## WHAT YOU WILL DO
Show each line from the records below in which the word "Error" occurs.
GIVEN ENTRIES Block Start
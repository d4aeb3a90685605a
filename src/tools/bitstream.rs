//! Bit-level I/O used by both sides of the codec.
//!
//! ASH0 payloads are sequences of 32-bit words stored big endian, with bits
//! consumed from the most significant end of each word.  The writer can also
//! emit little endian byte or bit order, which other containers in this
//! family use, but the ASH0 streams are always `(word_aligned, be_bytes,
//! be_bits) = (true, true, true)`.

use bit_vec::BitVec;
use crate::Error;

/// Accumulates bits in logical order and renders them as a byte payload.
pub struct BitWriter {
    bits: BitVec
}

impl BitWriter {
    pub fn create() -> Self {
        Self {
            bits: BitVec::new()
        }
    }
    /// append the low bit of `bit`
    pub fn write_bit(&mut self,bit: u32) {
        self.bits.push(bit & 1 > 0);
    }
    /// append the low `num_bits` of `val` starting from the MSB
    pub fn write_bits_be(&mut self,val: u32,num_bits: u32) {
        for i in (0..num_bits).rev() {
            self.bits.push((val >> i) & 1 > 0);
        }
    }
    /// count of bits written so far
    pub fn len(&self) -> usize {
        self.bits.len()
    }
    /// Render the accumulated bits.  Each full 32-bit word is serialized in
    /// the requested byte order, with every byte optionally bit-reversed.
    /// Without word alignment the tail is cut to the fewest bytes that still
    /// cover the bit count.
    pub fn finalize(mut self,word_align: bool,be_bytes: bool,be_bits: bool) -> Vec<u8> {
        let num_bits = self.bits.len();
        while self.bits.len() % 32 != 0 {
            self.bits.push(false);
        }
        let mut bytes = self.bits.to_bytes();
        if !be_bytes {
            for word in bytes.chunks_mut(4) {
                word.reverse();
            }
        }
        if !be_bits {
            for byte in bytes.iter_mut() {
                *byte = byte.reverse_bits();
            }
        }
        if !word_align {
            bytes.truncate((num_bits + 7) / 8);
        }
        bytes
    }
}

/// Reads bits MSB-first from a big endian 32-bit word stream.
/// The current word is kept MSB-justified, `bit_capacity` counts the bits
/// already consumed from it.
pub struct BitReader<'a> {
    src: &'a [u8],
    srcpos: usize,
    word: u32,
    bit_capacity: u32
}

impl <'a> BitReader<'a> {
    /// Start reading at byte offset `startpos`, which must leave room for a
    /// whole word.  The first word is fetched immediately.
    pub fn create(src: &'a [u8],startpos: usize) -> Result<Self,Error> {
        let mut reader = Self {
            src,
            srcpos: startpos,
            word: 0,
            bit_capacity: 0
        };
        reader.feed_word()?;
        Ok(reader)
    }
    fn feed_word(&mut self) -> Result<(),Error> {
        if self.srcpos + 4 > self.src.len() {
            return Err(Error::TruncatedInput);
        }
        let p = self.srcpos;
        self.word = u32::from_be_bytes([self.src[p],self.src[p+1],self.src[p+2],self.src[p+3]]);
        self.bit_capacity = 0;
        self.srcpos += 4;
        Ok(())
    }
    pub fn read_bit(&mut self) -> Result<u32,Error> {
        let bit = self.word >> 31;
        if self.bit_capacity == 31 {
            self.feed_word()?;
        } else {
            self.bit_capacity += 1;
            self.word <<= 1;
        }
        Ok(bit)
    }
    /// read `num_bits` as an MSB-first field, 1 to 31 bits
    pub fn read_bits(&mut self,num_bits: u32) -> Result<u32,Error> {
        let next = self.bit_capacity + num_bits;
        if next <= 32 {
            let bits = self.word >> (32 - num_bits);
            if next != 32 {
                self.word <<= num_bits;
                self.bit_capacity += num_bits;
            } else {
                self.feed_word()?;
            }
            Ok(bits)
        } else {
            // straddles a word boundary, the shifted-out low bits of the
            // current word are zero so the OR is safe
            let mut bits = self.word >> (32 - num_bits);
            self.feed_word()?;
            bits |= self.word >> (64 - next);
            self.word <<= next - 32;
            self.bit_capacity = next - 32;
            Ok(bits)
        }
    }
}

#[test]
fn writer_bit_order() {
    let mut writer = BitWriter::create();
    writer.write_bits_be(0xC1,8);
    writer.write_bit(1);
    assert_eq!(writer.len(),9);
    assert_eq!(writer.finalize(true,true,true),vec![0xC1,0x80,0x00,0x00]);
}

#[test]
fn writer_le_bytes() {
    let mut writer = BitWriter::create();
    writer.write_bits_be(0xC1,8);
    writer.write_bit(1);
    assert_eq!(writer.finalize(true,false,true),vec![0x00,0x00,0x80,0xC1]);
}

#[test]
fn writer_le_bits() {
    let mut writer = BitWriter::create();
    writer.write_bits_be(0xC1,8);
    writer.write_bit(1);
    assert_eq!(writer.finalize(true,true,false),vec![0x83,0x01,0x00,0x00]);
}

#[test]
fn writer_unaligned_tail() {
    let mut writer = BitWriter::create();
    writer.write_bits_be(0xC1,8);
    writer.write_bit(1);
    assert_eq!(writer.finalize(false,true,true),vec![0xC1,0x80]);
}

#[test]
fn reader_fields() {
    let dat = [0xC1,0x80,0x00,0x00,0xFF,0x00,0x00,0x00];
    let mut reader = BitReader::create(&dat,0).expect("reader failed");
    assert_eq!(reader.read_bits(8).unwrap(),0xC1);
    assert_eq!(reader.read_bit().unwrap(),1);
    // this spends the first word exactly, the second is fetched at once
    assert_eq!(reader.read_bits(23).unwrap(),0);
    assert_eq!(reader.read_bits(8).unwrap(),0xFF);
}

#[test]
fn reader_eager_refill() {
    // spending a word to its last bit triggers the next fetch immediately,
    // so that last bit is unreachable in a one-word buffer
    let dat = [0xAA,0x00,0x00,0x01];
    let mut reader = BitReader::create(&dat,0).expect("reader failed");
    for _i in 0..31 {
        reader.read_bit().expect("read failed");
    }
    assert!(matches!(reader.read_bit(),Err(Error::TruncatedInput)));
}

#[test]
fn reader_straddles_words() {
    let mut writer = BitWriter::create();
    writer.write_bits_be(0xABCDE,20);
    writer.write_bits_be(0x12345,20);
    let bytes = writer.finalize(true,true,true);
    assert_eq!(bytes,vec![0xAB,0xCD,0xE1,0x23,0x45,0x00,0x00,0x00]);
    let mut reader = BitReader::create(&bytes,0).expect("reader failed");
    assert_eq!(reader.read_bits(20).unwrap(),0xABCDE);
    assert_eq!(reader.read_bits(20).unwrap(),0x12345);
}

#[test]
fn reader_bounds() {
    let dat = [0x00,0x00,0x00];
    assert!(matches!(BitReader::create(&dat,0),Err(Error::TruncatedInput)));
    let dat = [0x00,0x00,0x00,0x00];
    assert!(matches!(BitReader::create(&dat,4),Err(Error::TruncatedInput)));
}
GIVEN ENTRIES Block End
## EXERCISE RESPONSE
use crate::Error;
    pub fn create(src: &'a [u8],startpos: usize) -> Result<Self,Error> {
    fn feed_word(&mut self) -> Result<(),Error> {
            return Err(Error::TruncatedInput);
    pub fn read_bit(&mut self) -> Result<u32,Error> {
    pub fn read_bits(&mut self,num_bits: u32) -> Result<u32,Error> {
    assert!(matches!(reader.read_bit(),Err(Error::TruncatedInput)));
    assert!(matches!(BitReader::create(&dat,0),Err(Error::TruncatedInput)));
    assert!(matches!(BitReader::create(&dat,4),Err(Error::TruncatedInput)));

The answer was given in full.